WHAT TO WORK ON:
A single stretch of the material below is to be transcribed exactly, starting at the line with "use crate::camera::controller::CameraController;" and ending after the line with "use crate::workers::scheduler::CaptureScheduler;".
*-*-*
//! Main application run loop

use std::future::Future;
use std::pin::Pin;
use std::sync::Arc;

use tokio::sync::broadcast;
use tokio::task::JoinHandle;
use tracing::{error, info, warn};

use crate::app::options::{AppOptions, LifecycleOptions, ServerOptions};
use crate::app::state::AppState;
use crate::camera::controller::CameraController;
use crate::errors::ThingError;
use crate::hardware::camera::CameraDevice;
use crate::server::serve::serve;
use crate::server::state::ServerState;
use crate::workers::scheduler::CaptureScheduler;

pub type ShutdownSignal = Pin<Box<dyn Future<Output = ()> + Send>>;
pub type ServerHandle = JoinHandle<Result<(), ThingError>>;

/// Run the camera thing with the HTTP server
pub async fn run(
    options: AppOptions,
    device: Box<dyn CameraDevice>,
    shutdown_signal: impl Future<Output = ()> + Send + 'static,
) -> Result<(), ThingError> {
    run_with_server(options, device, launch_http_server, shutdown_signal).await
}

async fn launch_http_server(
    options: ServerOptions,
    state: Arc<ServerState>,
    shutdown_signal: ShutdownSignal,
) -> Result<ServerHandle, ThingError> {
    serve(&options, state, shutdown_signal).await
}

/// Run the camera thing, starting the protocol server through `launch_server`.
///
/// The camera is set up (warm-up included) before the capture loop starts
/// and before `launch_server` is called.
pub async fn run_with_server<L, Fut>(
    options: AppOptions,
    device: Box<dyn CameraDevice>,
    launch_server: L,
    shutdown_signal: impl Future<Output = ()> + Send + 'static,
) -> Result<(), ThingError>
where
    L: FnOnce(ServerOptions, Arc<ServerState>, ShutdownSignal) -> Fut,
    Fut: Future<Output = Result<ServerHandle, ThingError>>,
{
    info!("Initializing camera thing...");

    let (shutdown_tx, _shutdown_rx): (broadcast::Sender<()>, _) = broadcast::channel(1);
    let mut shutdown_manager = ShutdownManager::new(shutdown_tx.clone(), options.lifecycle.clone());

    let app_state = AppState::init(&options, device)?;
    shutdown_manager.with_controller(app_state.controller.clone())?;

    if let Err(e) = init(
        &options,
        &app_state,
        launch_server,
        shutdown_tx.clone(),
        &mut shutdown_manager,
    )
    .await
    {
        error!("Failed to start camera thing: {}", e);
        if let Err(shutdown_err) = shutdown_manager.shutdown().await {
            error!("Cleanup after failed start: {}", shutdown_err);
        }
        return Err(e);
    }

    shutdown_signal.await;
    info!("Shutdown signal received, shutting down...");

    drop(shutdown_tx);
    shutdown_manager.shutdown().await
}

// =============================== INITIALIZATION ================================== //

async fn init<L, Fut>(
    options: &AppOptions,
    app_state: &AppState,
    launch_server: L,
    shutdown_tx: broadcast::Sender<()>,
    shutdown_manager: &mut ShutdownManager,
) -> Result<(), ThingError>
where
    L: FnOnce(ServerOptions, Arc<ServerState>, ShutdownSignal) -> Fut,
    Fut: Future<Output = Result<ServerHandle, ThingError>>,
{
    init_camera(app_state.controller.clone()).await?;

    let mut scheduler = CaptureScheduler::new(options.capture_worker.clone());
    info!("Starting the camera update loop");
    scheduler.start(app_state.controller.clone(), app_state.snapshot.clone())?;
    let scheduler_status = scheduler.status();
    shutdown_manager.with_scheduler(scheduler)?;

    if options.enable_server {
        info!("Initializing Web Thing server...");
        let server_state = Arc::new(ServerState::new(
            app_state.controller.clone(),
            app_state.snapshot.clone(),
            scheduler_status,
            app_state.description.clone(),
        ));

        let mut shutdown_rx = shutdown_tx.subscribe();
        let handle = launch_server(
            options.server.clone(),
            server_state,
            Box::pin(async move {
                let _ = shutdown_rx.recv().await;
            }),
        )
        .await?;
        shutdown_manager.with_server_handle(handle)?;
    }

    Ok(())
}

async fn init_camera(controller: Arc<CameraController>) -> Result<(), ThingError> {
    info!("Setting up camera...");
    controller.blocking(|c| c.setup()).await?
}

// ================================= SHUTDOWN ===================================== //

struct ShutdownManager {
    shutdown_tx: broadcast::Sender<()>,
    lifecycle_options: LifecycleOptions,
    controller: Option<Arc<CameraController>>,
    scheduler: Option<CaptureScheduler>,
    server_handle: Option<ServerHandle>,
}

impl ShutdownManager {
    pub fn new(shutdown_tx: broadcast::Sender<()>, lifecycle_options: LifecycleOptions) -> Self {
        Self {
            shutdown_tx,
            lifecycle_options,
            controller: None,
            scheduler: None,
            server_handle: None,
        }
    }

    pub fn with_controller(&mut self, controller: Arc<CameraController>) -> Result<(), ThingError> {
        if self.controller.is_some() {
            return Err(ThingError::ShutdownError("controller already set".to_string()));
        }
        self.controller = Some(controller);
        Ok(())
    }

    pub fn with_scheduler(&mut self, scheduler: CaptureScheduler) -> Result<(), ThingError> {
        if self.scheduler.is_some() {
            return Err(ThingError::ShutdownError("scheduler already set".to_string()));
        }
        self.scheduler = Some(scheduler);
        Ok(())
    }

    pub fn with_server_handle(&mut self, handle: ServerHandle) -> Result<(), ThingError> {
        if self.server_handle.is_some() {
            return Err(ThingError::ShutdownError("server_handle already set".to_string()));
        }
        self.server_handle = Some(handle);
        Ok(())
    }

    /// Every step runs even if an earlier one failed; the first error is returned.
    pub async fn shutdown(&mut self) -> Result<(), ThingError> {
        info!("Shutting down camera thing...");
        let mut first_error: Option<ThingError> = None;
        let mut record = |e: ThingError| {
            error!("Shutdown step failed: {}", e);
            first_error.get_or_insert(e);
        };

        // 1. Capture loop, must be stopped before the device is released
        if let Some(mut scheduler) = self.scheduler.take() {
            if let Err(e) = scheduler
                .stop(self.lifecycle_options.scheduler_stop_timeout)
                .await
            {
                record(e);
            }
        }

        // 2. Web Thing server
        let _ = self.shutdown_tx.send(());
        if let Some(mut handle) = self.server_handle.take() {
            let timeout = self.lifecycle_options.server_stop_timeout;
            let outcome = tokio::time::timeout(timeout, &mut handle).await;
            match outcome {
                Ok(Ok(Ok(()))) => {}
                Ok(Ok(Err(e))) => record(e),
                Ok(Err(e)) => record(ThingError::ShutdownError(e.to_string())),
                Err(_) => {
                    warn!("Server did not drain within {:?}, aborting", timeout);
                    handle.abort();
                }
            }
        }

        // 3. Device streaming, then 4. device handle
        if let Some(controller) = self.controller.take() {
            if let Err(e) = controller.blocking(|c| c.stop_streaming()).await.and_then(|r| r) {
                record(e);
            }
            if let Err(e) = controller.blocking(|c| c.teardown()).await.and_then(|r| r) {
                record(e);
            }
        }

        info!("Shutdown complete");
        match first_error {
            Some(e) => Err(e),
            None => Ok(()),
        }
    }
}
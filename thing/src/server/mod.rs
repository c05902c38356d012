pub mod handlers;
pub mod serve;
pub mod state;
pub mod thing;
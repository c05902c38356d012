//! File operations

use std::path::{Path, PathBuf};

use serde::{de::DeserializeOwned, Serialize};
use tokio::fs;
use tokio::io::AsyncWriteExt;

use crate::errors::ThingError;

/// A file wrapper with path
#[derive(Debug, Clone)]
pub struct File {
    path: PathBuf,
}

impl File {
    pub fn new(path: impl Into<PathBuf>) -> Self {
        Self { path: path.into() }
    }

    pub fn path(&self) -> &Path {
        &self.path
    }

    pub async fn exists(&self) -> bool {
        fs::metadata(&self.path).await.is_ok()
    }

    pub async fn read_string(&self) -> Result<String, ThingError> {
        Ok(fs::read_to_string(&self.path).await?)
    }

    pub async fn read_bytes(&self) -> Result<Vec<u8>, ThingError> {
        Ok(fs::read(&self.path).await?)
    }

    pub async fn read_json<T: DeserializeOwned>(&self) -> Result<T, ThingError> {
        let contents = self.read_string().await?;
        let value = serde_json::from_str(&contents)?;
        Ok(value)
    }

    /// Write string to file, creating parent directories
    pub async fn write_string(&self, contents: &str) -> Result<(), ThingError> {
        if let Some(parent) = self.path.parent().filter(|p| !p.as_os_str().is_empty()) {
            fs::create_dir_all(parent).await?;
        }

        let mut file = fs::File::create(&self.path).await?;
        file.write_all(contents.as_bytes()).await?;
        file.sync_all().await?;
        Ok(())
    }

    pub async fn write_json<T: Serialize>(&self, value: &T) -> Result<(), ThingError> {
        let contents = serde_json::to_string_pretty(value)?;
        self.write_string(&contents).await
    }
}
//! Camera capture parameters

use std::fmt;
use std::str::FromStr;

use serde::{Deserialize, Serialize};

use crate::errors::ThingError;

/// Frame size in pixels, rendered as `WxH`
#[derive(Debug, Clone, Copy, PartialEq, Eq, Hash)]
pub struct Resolution {
    pub width: u32,
    pub height: u32,
}

impl Resolution {
    /// Create a resolution, rejecting zero dimensions
    pub fn new(width: u32, height: u32) -> Result<Self, ThingError> {
        if width == 0 || height == 0 {
            return Err(ThingError::ParameterRejected(format!(
                "resolution must be positive, got {}x{}",
                width, height
            )));
        }
        Ok(Self { width, height })
    }
}

impl fmt::Display for Resolution {
    fn fmt(&self, f: &mut fmt::Formatter<'_>) -> fmt::Result {
        write!(f, "{}x{}", self.width, self.height)
    }
}

impl FromStr for Resolution {
    type Err = ThingError;

    fn from_str(s: &str) -> Result<Self, Self::Err> {
        let invalid = || ThingError::ParameterRejected(format!("invalid resolution: {:?}", s));

        let (width, height) = s.trim().split_once(['x', 'X']).ok_or_else(invalid)?;
        let width = width.trim().parse::<u32>().map_err(|_| invalid())?;
        let height = height.trim().parse::<u32>().map_err(|_| invalid())?;
        Resolution::new(width, height)
    }
}

impl TryFrom<(u32, u32)> for Resolution {
    type Error = ThingError;

    fn try_from((width, height): (u32, u32)) -> Result<Self, Self::Error> {
        Resolution::new(width, height)
    }
}

impl Serialize for Resolution {
    fn serialize<S>(&self, serializer: S) -> Result<S::Ok, S::Error>
    where
        S: serde::Serializer,
    {
        serializer.collect_str(self)
    }
}

impl<'de> Deserialize<'de> for Resolution {
    fn deserialize<D>(deserializer: D) -> Result<Self, D::Error>
    where
        D: serde::Deserializer<'de>,
    {
        let s = String::deserialize(deserializer)?;
        s.parse().map_err(serde::de::Error::custom)
    }
}

/// Frames per second, strictly positive
#[derive(Debug, Clone, Copy, PartialEq, PartialOrd, Serialize)]
#[serde(transparent)]
pub struct Framerate(f64);

impl Framerate {
    pub fn new(fps: f64) -> Result<Self, ThingError> {
        if !fps.is_finite() || fps <= 0.0 {
            return Err(ThingError::ParameterRejected(format!(
                "framerate must be a positive number, got {}",
                fps
            )));
        }
        Ok(Self(fps))
    }

    pub fn as_f64(&self) -> f64 {
        self.0
    }
}

impl fmt::Display for Framerate {
    fn fmt(&self, f: &mut fmt::Formatter<'_>) -> fmt::Result {
        write!(f, "{}", self.0)
    }
}

impl<'de> Deserialize<'de> for Framerate {
    fn deserialize<D>(deserializer: D) -> Result<Self, D::Error>
    where
        D: serde::Deserializer<'de>,
    {
        let fps = f64::deserialize(deserializer)?;
        Framerate::new(fps).map_err(serde::de::Error::custom)
    }
}

/// Exposure mode tag. The set of accepted tags is up to the driver.
#[derive(Debug, Clone, PartialEq, Eq, Hash, Serialize)]
#[serde(transparent)]
pub struct ExposureMode(String);

impl ExposureMode {
    pub const AUTO: &'static str = "auto";

    pub fn new(tag: &str) -> Result<Self, ThingError> {
        let tag = tag.trim();
        if tag.is_empty() {
            return Err(ThingError::ParameterRejected(
                "exposure mode must not be empty".to_string(),
            ));
        }
        Ok(Self(tag.to_string()))
    }

    pub fn as_str(&self) -> &str {
        &self.0
    }
}

impl Default for ExposureMode {
    fn default() -> Self {
        Self(Self::AUTO.to_string())
    }
}

impl fmt::Display for ExposureMode {
    fn fmt(&self, f: &mut fmt::Formatter<'_>) -> fmt::Result {
        f.write_str(&self.0)
    }
}

impl<'de> Deserialize<'de> for ExposureMode {
    fn deserialize<D>(deserializer: D) -> Result<Self, D::Error>
    where
        D: serde::Deserializer<'de>,
    {
        let s = String::deserialize(deserializer)?;
        ExposureMode::new(&s).map_err(serde::de::Error::custom)
    }
}

/// Output image format
#[derive(Debug, Clone, Copy, PartialEq, Eq, Default)]
pub enum ImageFormat {
    #[default]
    Jpeg,
}

impl ImageFormat {
    pub fn media_type(&self) -> &'static str {
        match self {
            ImageFormat::Jpeg => "image/jpeg",
        }
    }
}

/// Full parameter record for the camera.
///
/// `resolution`, `framerate` and `exposure_mode` change at runtime through the
/// controller setters. The remaining fields are fixed once the device is set up.
#[derive(Debug, Clone, PartialEq, Serialize, Deserialize)]
pub struct CameraParameters {
    pub device_name: String,
    pub resolution: Resolution,
    pub framerate: Framerate,
    pub exposure_mode: ExposureMode,
    pub rotation: u16,
    pub iso: u32,
    /// Shutter speed in microseconds, 0 for automatic
    pub shutter_speed: u32,
    pub sensor_mode: u8,
    pub use_video_port: bool,
}

impl CameraParameters {
    /// Check the fixed fields that setters never revisit
    pub fn validate(&self) -> Result<(), ThingError> {
        if self.device_name.trim().is_empty() {
            return Err(ThingError::ConfigError("device name is empty".to_string()));
        }
        if !matches!(self.rotation, 0 | 90 | 180 | 270) {
            return Err(ThingError::ConfigError(format!(
                "rotation must be 0, 90, 180 or 270, got {}",
                self.rotation
            )));
        }
        Ok(())
    }
}

impl Default for CameraParameters {
    fn default() -> Self {
        Self {
            device_name: "picam".to_string(),
            resolution: Resolution {
                width: 1024,
                height: 768,
            },
            framerate: Framerate(30.0),
            exposure_mode: ExposureMode::default(),
            rotation: 0,
            iso: 0,
            shutter_speed: 0,
            sensor_mode: 3,
            use_video_port: false,
        }
    }
}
*-*-*
REPLY:
use crate::camera::controller::CameraController;
use crate::errors::ThingError;
use crate::hardware::camera::CameraDevice;
use crate::server::serve::serve;
use crate::server::state::ServerState;
use crate::workers::scheduler::CaptureScheduler;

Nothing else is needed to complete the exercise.